● **SUPPLIED MATERIAL**:

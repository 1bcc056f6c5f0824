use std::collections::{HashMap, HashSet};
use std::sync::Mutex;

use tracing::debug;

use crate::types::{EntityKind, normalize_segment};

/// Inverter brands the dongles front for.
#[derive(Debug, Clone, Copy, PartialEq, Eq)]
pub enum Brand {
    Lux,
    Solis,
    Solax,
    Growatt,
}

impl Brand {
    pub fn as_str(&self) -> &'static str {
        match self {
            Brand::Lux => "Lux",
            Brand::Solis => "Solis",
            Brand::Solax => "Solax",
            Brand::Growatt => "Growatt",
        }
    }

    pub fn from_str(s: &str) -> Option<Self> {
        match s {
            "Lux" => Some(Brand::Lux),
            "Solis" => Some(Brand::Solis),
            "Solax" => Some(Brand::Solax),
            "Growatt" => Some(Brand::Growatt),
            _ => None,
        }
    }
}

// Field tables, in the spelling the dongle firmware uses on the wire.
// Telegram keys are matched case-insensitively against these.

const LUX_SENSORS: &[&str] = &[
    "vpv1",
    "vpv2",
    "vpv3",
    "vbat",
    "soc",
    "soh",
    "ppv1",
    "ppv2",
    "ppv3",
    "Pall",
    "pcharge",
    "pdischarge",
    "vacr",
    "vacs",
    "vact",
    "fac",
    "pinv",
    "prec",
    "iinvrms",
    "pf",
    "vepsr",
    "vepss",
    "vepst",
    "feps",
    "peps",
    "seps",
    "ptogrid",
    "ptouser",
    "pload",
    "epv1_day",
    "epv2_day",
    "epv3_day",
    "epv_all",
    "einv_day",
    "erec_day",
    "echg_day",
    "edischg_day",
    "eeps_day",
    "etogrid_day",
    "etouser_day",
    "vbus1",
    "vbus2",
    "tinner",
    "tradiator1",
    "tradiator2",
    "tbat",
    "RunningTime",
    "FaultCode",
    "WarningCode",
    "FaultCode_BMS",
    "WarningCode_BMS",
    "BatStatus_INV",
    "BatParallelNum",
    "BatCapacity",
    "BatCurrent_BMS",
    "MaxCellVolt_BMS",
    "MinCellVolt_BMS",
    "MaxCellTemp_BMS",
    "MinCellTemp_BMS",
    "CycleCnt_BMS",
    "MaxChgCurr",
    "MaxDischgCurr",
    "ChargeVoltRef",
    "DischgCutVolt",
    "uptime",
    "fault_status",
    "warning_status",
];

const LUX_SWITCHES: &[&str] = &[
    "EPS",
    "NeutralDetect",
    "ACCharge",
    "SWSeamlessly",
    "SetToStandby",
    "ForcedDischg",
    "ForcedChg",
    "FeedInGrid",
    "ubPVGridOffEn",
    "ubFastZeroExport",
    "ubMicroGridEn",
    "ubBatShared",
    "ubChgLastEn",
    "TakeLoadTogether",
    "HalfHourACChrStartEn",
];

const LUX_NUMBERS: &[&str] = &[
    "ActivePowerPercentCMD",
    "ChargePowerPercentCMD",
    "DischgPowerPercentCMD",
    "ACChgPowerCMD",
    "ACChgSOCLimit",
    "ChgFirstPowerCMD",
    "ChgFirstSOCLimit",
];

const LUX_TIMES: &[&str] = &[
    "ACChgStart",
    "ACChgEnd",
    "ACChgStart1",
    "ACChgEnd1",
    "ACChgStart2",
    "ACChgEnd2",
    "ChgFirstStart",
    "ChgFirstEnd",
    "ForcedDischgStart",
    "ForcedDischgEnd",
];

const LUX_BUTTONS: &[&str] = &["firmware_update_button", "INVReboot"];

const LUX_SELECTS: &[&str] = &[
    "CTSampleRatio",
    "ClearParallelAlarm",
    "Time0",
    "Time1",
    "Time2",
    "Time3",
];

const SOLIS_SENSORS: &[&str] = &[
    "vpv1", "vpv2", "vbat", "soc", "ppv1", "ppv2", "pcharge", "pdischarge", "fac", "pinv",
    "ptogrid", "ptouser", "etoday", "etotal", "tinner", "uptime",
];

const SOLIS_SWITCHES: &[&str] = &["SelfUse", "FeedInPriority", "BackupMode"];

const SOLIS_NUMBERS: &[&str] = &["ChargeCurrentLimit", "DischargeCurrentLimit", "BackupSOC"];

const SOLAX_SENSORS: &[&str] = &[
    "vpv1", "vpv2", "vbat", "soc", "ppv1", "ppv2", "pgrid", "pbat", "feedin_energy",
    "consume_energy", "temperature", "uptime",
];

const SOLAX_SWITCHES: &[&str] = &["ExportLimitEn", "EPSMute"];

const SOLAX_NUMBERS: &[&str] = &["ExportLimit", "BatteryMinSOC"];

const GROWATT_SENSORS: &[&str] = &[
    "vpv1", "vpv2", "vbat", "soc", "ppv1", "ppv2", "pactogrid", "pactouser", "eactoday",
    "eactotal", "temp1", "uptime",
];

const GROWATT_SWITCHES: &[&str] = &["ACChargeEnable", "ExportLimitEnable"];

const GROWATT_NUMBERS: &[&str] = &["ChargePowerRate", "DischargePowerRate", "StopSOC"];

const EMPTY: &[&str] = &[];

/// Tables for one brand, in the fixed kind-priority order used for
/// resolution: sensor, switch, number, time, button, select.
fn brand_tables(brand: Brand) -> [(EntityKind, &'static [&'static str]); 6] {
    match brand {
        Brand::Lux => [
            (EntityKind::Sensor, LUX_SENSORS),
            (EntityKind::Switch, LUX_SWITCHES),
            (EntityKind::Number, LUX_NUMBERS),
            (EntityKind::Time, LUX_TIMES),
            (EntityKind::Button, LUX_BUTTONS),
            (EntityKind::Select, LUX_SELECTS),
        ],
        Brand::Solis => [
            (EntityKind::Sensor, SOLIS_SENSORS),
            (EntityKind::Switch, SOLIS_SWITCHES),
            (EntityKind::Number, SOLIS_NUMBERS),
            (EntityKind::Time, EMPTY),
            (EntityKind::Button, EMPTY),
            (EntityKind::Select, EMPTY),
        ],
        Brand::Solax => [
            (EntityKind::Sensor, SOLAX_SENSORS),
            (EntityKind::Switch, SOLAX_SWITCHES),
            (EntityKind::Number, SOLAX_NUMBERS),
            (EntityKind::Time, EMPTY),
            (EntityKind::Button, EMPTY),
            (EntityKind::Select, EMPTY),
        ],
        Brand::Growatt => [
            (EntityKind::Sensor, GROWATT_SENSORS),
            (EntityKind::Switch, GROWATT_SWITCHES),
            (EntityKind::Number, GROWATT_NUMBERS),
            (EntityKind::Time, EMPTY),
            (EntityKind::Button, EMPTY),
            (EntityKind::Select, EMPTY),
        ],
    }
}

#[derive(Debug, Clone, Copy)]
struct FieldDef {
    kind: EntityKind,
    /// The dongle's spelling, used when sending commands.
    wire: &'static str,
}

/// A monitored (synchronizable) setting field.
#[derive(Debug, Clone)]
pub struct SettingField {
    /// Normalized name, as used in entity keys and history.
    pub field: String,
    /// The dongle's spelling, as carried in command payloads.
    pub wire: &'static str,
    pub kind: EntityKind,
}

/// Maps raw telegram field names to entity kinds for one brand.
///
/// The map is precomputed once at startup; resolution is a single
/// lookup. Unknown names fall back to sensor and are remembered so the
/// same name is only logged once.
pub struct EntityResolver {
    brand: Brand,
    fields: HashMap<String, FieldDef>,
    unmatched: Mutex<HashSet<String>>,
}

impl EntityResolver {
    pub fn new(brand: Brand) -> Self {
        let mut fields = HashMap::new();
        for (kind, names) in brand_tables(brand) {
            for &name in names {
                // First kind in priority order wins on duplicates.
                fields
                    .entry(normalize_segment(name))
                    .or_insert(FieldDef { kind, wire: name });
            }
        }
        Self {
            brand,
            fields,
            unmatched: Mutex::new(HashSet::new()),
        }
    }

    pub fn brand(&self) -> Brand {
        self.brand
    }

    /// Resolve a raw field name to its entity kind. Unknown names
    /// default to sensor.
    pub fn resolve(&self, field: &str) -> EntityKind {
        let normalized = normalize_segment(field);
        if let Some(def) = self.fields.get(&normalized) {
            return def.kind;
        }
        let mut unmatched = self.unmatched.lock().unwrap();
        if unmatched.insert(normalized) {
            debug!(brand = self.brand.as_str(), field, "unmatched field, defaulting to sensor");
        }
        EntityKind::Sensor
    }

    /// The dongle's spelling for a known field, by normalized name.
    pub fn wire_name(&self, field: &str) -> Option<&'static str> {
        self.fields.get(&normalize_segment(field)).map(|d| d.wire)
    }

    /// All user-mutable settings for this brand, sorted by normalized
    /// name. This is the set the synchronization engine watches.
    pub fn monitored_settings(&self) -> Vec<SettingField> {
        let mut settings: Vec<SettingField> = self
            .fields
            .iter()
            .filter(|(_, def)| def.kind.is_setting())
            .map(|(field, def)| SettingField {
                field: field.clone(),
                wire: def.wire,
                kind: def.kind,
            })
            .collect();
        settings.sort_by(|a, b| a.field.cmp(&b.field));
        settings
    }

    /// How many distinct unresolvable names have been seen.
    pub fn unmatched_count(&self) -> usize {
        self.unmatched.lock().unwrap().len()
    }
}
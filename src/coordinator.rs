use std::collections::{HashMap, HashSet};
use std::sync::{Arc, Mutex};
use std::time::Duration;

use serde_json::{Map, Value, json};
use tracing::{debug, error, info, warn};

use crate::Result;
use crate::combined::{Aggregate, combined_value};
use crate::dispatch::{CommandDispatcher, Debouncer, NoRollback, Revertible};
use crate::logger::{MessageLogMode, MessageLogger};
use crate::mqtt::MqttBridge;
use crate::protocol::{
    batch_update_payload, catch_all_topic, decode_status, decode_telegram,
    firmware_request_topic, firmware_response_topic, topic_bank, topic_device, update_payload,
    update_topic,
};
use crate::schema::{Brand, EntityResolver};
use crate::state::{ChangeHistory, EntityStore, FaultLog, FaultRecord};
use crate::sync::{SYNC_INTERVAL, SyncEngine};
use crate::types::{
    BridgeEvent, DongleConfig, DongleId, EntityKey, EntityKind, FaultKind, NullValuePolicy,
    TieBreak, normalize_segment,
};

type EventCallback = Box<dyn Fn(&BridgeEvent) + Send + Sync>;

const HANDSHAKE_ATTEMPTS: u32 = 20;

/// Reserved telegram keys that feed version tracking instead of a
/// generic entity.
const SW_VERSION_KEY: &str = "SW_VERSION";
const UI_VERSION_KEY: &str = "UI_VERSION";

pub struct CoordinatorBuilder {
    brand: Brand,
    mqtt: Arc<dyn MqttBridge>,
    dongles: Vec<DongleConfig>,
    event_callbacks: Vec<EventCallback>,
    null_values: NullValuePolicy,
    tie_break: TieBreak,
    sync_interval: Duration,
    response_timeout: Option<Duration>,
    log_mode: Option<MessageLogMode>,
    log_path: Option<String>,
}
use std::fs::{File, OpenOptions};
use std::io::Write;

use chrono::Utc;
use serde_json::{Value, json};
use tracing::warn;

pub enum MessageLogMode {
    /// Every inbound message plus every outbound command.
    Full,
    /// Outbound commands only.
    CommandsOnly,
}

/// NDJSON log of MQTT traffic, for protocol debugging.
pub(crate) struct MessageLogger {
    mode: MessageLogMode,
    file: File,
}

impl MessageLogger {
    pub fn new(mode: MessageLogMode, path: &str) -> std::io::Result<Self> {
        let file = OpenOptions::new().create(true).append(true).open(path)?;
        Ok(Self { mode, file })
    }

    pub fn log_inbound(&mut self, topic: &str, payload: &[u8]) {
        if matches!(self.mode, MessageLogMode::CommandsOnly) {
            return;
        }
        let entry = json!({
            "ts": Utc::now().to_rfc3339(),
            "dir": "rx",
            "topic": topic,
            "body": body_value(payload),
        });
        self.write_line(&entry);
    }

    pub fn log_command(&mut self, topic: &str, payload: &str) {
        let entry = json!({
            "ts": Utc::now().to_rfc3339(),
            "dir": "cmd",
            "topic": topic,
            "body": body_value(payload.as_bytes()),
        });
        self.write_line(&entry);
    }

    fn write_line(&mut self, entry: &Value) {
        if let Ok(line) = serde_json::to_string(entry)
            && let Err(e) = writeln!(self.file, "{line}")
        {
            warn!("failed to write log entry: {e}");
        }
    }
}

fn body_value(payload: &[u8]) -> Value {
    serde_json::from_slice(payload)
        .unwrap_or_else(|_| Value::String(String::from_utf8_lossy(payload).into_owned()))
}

● **TASK GOAL**:
Retype, in the same exact form, the lines of the material above from the line holding "pub fn wire_name(&self, field: &str)" through the line holding "pub fn monitored_settings(&self)".

● **RESULT OF THIS TASK**:
    pub fn wire_name(&self, field: &str) -> Option<&'static str> {
        self.fields.get(&normalize_segment(field)).map(|d| d.wire)
    }

    /// All user-mutable settings for this brand, sorted by normalized
    /// name. This is the set the synchronization engine watches.
    pub fn monitored_settings(&self) -> Vec<SettingField> {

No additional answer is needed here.